CHARLES (6)

Promenade avec Charles, hier après-midi, le long de ces jardins du boulevard Richard-Lenoir qui sont désespérément moches. S’il avait été urbaniste, et en charge de ces lieux, il aurait fait tracer des allées pour les traverser. Il me demande quel métier différent du mien j’aurais aimé exercer. Je n’ai pas vraiment de métier, lui dis-je, je fais un peu de tout et rien du tout. J’ai envie de lui répondre : danseur étoile, mais j’entends d’avance son éclat de rire. Psychanalyste, décidément (nous avons déjà eu maintes fois cette conversation). Ce qui aurait pu s’épanouir, je crois, dans cette profession, c’est mon goût des âmes. J’ai envie d’ajouter : mon côté prêtre, mais je me retiens. Je crains qu’il ne trouve cela pompeux et déplacé.

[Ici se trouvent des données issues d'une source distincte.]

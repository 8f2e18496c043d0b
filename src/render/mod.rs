// src/render/mod.rs
//
// HTML adapter: view models → one static, self-contained page.
// The element ids and classes match what the hosted pages use, so the
// generated file can be dropped in their place.

use std::fmt::Write as _;

use crate::config::options::PageKind;
use crate::core::html::escape;

pub mod brochure;
pub mod grid;

pub use brochure::render_brochure;
pub use grid::render_grid;

const BASE_CSS: &str = "\
body{font-family:system-ui,sans-serif;margin:0;background:#f6f6f4;color:#111}\
header.bar{display:flex;gap:8px;padding:12px;background:#fff;border-bottom:1px solid #ddd}\
#meta{padding:8px 12px;color:#555;font-size:14px}\
img{max-width:100%;display:block}";

fn document(title: &str, extra_css: &str, body: &str) -> String {
    let mut out = String::with_capacity(body.len() + 1024);
    let _ = write!(
        out,
        "<!doctype html>\n<html lang=\"en\">\n<head>\n<meta charset=\"utf-8\">\n\
         <meta name=\"viewport\" content=\"width=device-width,initial-scale=1\">\n\
         <title>{}</title>\n<style>{}{}</style>\n</head>\n<body>\n{}</body>\n</html>\n",
        escape(title),
        BASE_CSS,
        extra_css,
        body
    );
    out
}

/// `<select>` with an "All …" wildcard followed by the index values.
fn select(id: &str, all_label: &str, values: &[String], selected: &str) -> String {
    let mut out = format!("<select id=\"{}\">\n<option value=\"\">{}</option>\n", id, escape(all_label));
    for v in values {
        let sel = if v == selected { " selected" } else { "" };
        let _ = writeln!(out, "<option value=\"{0}\"{1}>{0}</option>", escape(v), sel);
    }
    out.push_str("</select>\n");
    out
}

fn search_box(value: &str) -> String {
    format!(
        "<input id=\"q\" type=\"search\" placeholder=\"Search\" value=\"{}\">\n",
        escape(value)
    )
}

fn lazy_img(class: &str, src: &str, alt: &str) -> String {
    format!(
        "<img class=\"{}\" src=\"{}\" alt=\"{}\" loading=\"lazy\" referrerpolicy=\"no-referrer\">",
        class,
        escape(src),
        escape(alt)
    )
}

/// Page for a failed load: the status line carries the error, nothing else
/// is populated.
pub fn render_error(kind: PageKind, status: &str) -> String {
    let (title, container) = match kind {
        PageKind::Grid => ("Catalog", "<main id=\"grid\"></main>\n"),
        PageKind::Brochure => ("Brochure", "<main id=\"sheets\"></main>\n"),
    };
    let body = join!("<div id=\"meta\">", &escape(status), "</div>\n", container);
    document(title, "", &body)
}
// src/render/brochure.rs
use std::fmt::Write as _;

use crate::core::html::escape;
use crate::view::{BrochureView, Sheet, TypeBlock};

use super::{document, lazy_img, search_box, select};

const BROCHURE_CSS: &str = "\
.sheet{background:#fff;margin:16px auto;max-width:1000px;border:1px solid #ddd}\
.band{background:#111;color:#fff;padding:10px 16px;letter-spacing:.08em;text-transform:uppercase}\
.body{display:grid;grid-template-columns:2fr 3fr;gap:16px;padding:16px}\
.swatches{display:flex;gap:6px;margin:8px 0}.swatches img{width:40px;height:40px;object-fit:cover}\
.colours{color:#555;margin-bottom:10px}\
.type-band{background:#eee;padding:4px 8px;font-weight:650;margin-top:10px}\
table{border-collapse:collapse;width:100%}td,th{border:1px solid #ccc;padding:4px 8px;text-align:left}\
.thumbs{display:flex;gap:8px;margin-top:10px}.thumbs img{width:120px}";

fn type_block(b: &TypeBlock) -> String {
    let mut out = s!("<div class=\"type-block\">\n");
    let _ = writeln!(out, "<div class=\"type-band\">{}</div>", escape(&b.product_type));
    out.push_str("<table>\n<tr><th>Size</th><th>Carton qty</th><th>Unit price</th></tr>\n");
    for r in &b.rows {
        let _ = writeln!(
            out,
            "<tr><td>{}</td><td>{}</td><td>{}</td></tr>",
            escape(&r.size),
            escape(&r.carton_qty),
            escape(&r.price)
        );
    }
    out.push_str("</table>\n</div>\n");
    out
}

fn sheet(s: &Sheet) -> String {
    let mut out = s!("<section class=\"sheet\">\n");
    let _ = writeln!(out, "<div class=\"band\">{}</div>", escape(&s.collection_name));
    out.push_str("<div class=\"body\">\n<div class=\"left\">\n");

    if !s.hero_image_url.is_empty() {
        let _ = writeln!(out, "{}", lazy_img("hero", &s.hero_image_url, &s.range_name));
    }
    if !s.swatches.is_empty() {
        out.push_str("<div class=\"swatches\">");
        for sw in &s.swatches {
            out.push_str(&lazy_img("swatch", sw, "Swatch"));
        }
        out.push_str("</div>\n");
    }
    if !s.texture_image_url.is_empty() {
        let _ = writeln!(out, "{}", lazy_img("texture", &s.texture_image_url, "Texture"));
    }

    out.push_str("</div>\n<div class=\"right\">\n");
    let _ = writeln!(out, "<h2 class=\"range\">{}</h2>", escape(&s.range_name));
    if !s.colours.is_empty() {
        let _ = writeln!(out, "<div class=\"colours\">{}</div>", escape(&s.colours));
    }
    for b in &s.blocks {
        out.push_str(&type_block(b));
    }
    if !s.thumbs.is_empty() {
        out.push_str("<div class=\"thumbs\">");
        for t in &s.thumbs {
            out.push_str(&lazy_img("thumb", t, &s.range_name));
        }
        out.push_str("</div>\n");
    }
    out.push_str("</div>\n</div>\n</section>\n");
    out
}

pub fn render_brochure(view: &BrochureView) -> String {
    let mut body = s!("<header class=\"bar\">\n");
    body.push_str(&search_box(&view.query.text));
    body.push_str(&select("filterCollection", "All collections", &view.index.first, &view.query.first));
    body.push_str(&select("filterType", "All types", &view.index.second, &view.query.second));
    body.push_str("</header>\n");

    let _ = writeln!(body, "<div id=\"meta\">{}</div>", escape(view.status_text()));

    body.push_str("<main id=\"sheets\">\n");
    for s in &view.sheets {
        body.push_str(&sheet(s));
    }
    body.push_str("</main>\n");

    document("Brochure", BROCHURE_CSS, &body)
}
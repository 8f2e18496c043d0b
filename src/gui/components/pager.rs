// src/gui/components/pager.rs
use eframe::egui;
use crate::{gui::app::App, view::GridView};

pub fn draw(ui: &mut egui::Ui, app: &mut App, view: &GridView) {
    ui.horizontal(|ui| {
        if ui.add_enabled(view.prev_enabled, egui::Button::new("◀ Prev")).clicked() {
            app.grid.prev_page();
        }
        ui.label(view.page_text());
        if ui.add_enabled(view.next_enabled, egui::Button::new("Next ▶")).clicked() {
            app.grid.next_page();
        }
    });
}
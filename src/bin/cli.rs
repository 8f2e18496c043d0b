// src/bin/cli.rs
use color_eyre::eyre::WrapErr;
use sheet_catalog::cli;

fn main() -> color_eyre::Result<()> {
    color_eyre::install()?;

    match cli::run() {
        // Same line the page's status bar would show.
        Err(e) if e.is_load_failure() => {
            eprintln!("{}", e.status_text());
            std::process::exit(1);
        }
        res => res.wrap_err("sheet_catalog cli failed"),
    }
}
// src/gui/components/status_bar.rs
use eframe::egui;
use crate::gui::app::{App, LoadState};

pub fn draw(ui: &mut egui::Ui, app: &App) {
    let line = app.status_line();
    ui.horizontal(|ui| {
        if app.load_state(app.current_page_kind()) == LoadState::Loading {
            ui.spinner();
        }
        match app.load_state(app.current_page_kind()) {
            LoadState::Failed(_) => {
                ui.colored_label(ui.visuals().error_fg_color, line);
            }
            _ => {
                ui.label(line);
            }
        }
    });
}
// src/core/net.rs
//
// One-shot HTTPS GET for the published sheet export.
// No retry and no cache: every load asks the origin again.

use std::time::Duration;

use reqwest::{
    blocking::Client,
    header::{CACHE_CONTROL, PRAGMA},
    StatusCode,
};

use crate::config::consts::{HTTP_TIMEOUT_SECS, USER_AGENT};
use crate::error::{CatalogError, Result};

pub fn http_get(url: &str) -> Result<String> {
    let client = Client::builder()
        .timeout(Duration::from_secs(HTTP_TIMEOUT_SECS))
        .user_agent(USER_AGENT)
        .build()?;

    logd!("Net: GET {}", url);
    let resp = client
        .get(url)
        .header(CACHE_CONTROL, "no-cache")
        .header(PRAGMA, "no-cache")
        .send()?;

    let status = resp.status();
    if let Err(e) = check_status(status) {
        loge!("Net: {} for {}", status, url);
        return Err(e);
    }

    let body = resp.text()?;
    logf!("Net: {} ({} bytes)", status, body.len());
    Ok(body)
}

/// Any non-2xx answer is a failed load; the body is never looked at.
pub fn check_status(status: StatusCode) -> Result<()> {
    if status.is_success() {
        Ok(())
    } else {
        Err(CatalogError::FailedToLoad)
    }
}
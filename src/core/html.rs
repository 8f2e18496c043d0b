// src/core/html.rs

/// Replace every `<...>` span with a space, then normalize whitespace.
/// A `<` with no closing `>` is kept as text.
pub fn strip_tags<S: AsRef<str>>(s: S) -> String {
    let s = s.as_ref();

    let mut out = String::with_capacity(s.len());
    let mut rest = s;

    while let Some(open) = rest.find('<') {
        match rest[open..].find('>') {
            Some(close_rel) => {
                out.push_str(&rest[..open]);
                out.push(' ');
                rest = &rest[open + close_rel + 1..];
            }
            None => break,
        }
    }
    out.push_str(rest);
    super::sanitize::normalize_ws(&out)
}

/// Escape text for an HTML text node or a double-quoted attribute.
pub fn escape<S: AsRef<str>>(s: S) -> String {
    let s = s.as_ref();
    let mut out = String::with_capacity(s.len() + 8);
    for ch in s.chars() {
        match ch {
            '&' => out.push_str("&amp;"),
            '<' => out.push_str("&lt;"),
            '>' => out.push_str("&gt;"),
            '"' => out.push_str("&quot;"),
            '\'' => out.push_str("&#39;"),
            _ => out.push(ch),
        }
    }
    out
}
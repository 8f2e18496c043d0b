// src/gui/pages/grid.rs
use eframe::egui;

use crate::{
    config::options::PageKind,
    data::{FilterIndex, Query},
    gui::{app::App, components::{pager, product_grid}},
    runner,
    specs::Product,
};

use super::Page;

pub struct GridPage;
pub static PAGE: GridPage = GridPage;

impl Page for GridPage {
    fn label(&self) -> &'static str { "Products" }
    fn kind(&self) -> PageKind { PageKind::Grid }

    fn facet_labels(&self) -> [&'static str; 2] { ["All types", "All vendors"] }

    fn filter_index<'a>(&self, app: &'a App) -> &'a FilterIndex {
        app.grid.session().index()
    }

    fn load(&self, app: &mut App, text: &str) {
        let records = runner::records_from_text::<Product>(text, app.state.options.source.delim, None);
        app.grid.load(records);
    }

    fn apply_query(&self, app: &mut App, query: Query) {
        app.grid.set_query(query);
    }

    fn status_text(&self, app: &App) -> String {
        app.grid.view().status_text()
    }

    fn draw(&self, ui: &mut egui::Ui, app: &mut App) {
        let view = app.grid.view();

        egui::TopBottomPanel::bottom("grid_pager")
            .show_inside(ui, |ui| pager::draw(ui, app, &view));

        egui::CentralPanel::default().show_inside(ui, |ui| {
            product_grid::draw(ui, &view);
        });
    }
}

Je ramène cette question religieuse un peu plus tard, alors que nous évoquons un ami commun qui se destine à la pratique analytique. L’ami en question m’a choqué, un jour que nous pénétrions dans une église, en jugeant avec mépris les participants de la messe. Même si Freud démystifie le fait religieux, il en reconnaît l’importance. Il me semble qu’on ne saurait se dire psychanalyste, sans manifester une certaine sensibilité à l’irrationnel. Je confesse un péché mignon qui me caractérise, et qui consiste à vouloir changer les gens. Je me revois face à mon père, au restaurant, cachant sous la table sa bouteille de vin. J’ai cette tendance, persistante, à prétendre corriger autrui : dire à la femme qui veut paraître jeune qu’elle ferait mieux de renoncer à ce fantasme ; dire à l’ami qui m’a quitté que son nouvel amant n’est pas digne de lui, etc. Ce serait plutôt, en vérité, mon côté raisonneur (et cruel), sans rien à voir avec la neutralité que suppose la psychanalyse.

On revient, plus tard dans la journée, sur cet aspect de ma personnalité. Il me demande pourquoi je lui pose tant de questions sur son ami Viken, dont il exagère, de son côté, les snobismes et les névroses. J’invoque mon goût de la caricature. J’aime voir les gens réduits à leur grimace, je me complais, sur internet, à consulter l’actualité des gens que je déteste : telle ancienne collègue de l’université de Caen, tel bas-bleu ridicule (il faudrait, là aussi, faire le départ entre détestation et dénigrement). En somme, me dit-il, j’ai besoin d’un punching ball. Il déclare aussi, avec une emphase qui m’énerve, que Viken me fascine parce que c’est un personnage de roman. Fils de riche famille libanaise, menant la vie à grandes guides à Paris, perdant peu à peu de sa superbe tout en se radicalisant politiquement… Tout à l’heure, j’ai échafaudé une explication de son histoire à travers son hystérie. J’entr’ouvre des portes, j’avance à tâtons, j’ébauche un livre.

Autre discussion qui se perd dans les limbes, samedi après- midi. On revient d’une visite à ma mère, qui nous est apparue à sa fenêtre, fatiguée, les traits tirés, heureuse de m’entrevoir au bout d’un long mois. Pour rentrer rue Saint-Ambroise, Charles me propose un chemin latéral, qui nous fera découvrir d’autres coins du onzième. Alors qu’on continue à disserter de nos sujets habituels un garçon passe à nos côtés, d’une telle beauté que nous gardons un silence stupéfait. Charles se retourne, le garçon rentre dans un immeuble. On débat, ensuite, de la signification de ces apparitions. Charles veut n’y voir qu’une illusion, un mirage derrière lequel il n’y a rien. Pour ma part, lui dis-je, j’ai su que ce garçon était beau avant d’avoir vu les traits de son visage. C’est bien qu’il existe une aura, quelque chose qui est au delà de l’entendement. Ce mot d’aura n’éveille en lui aucun écho. Je n’insiste pas. Je préfère ne pas élucider.



1 Commentaire
  • Charles
    Posté le 10:52h, 21 janvier Répondre

    Au contraire, j’etais totalement d’accord avec toi sur le mot « aura »!!!!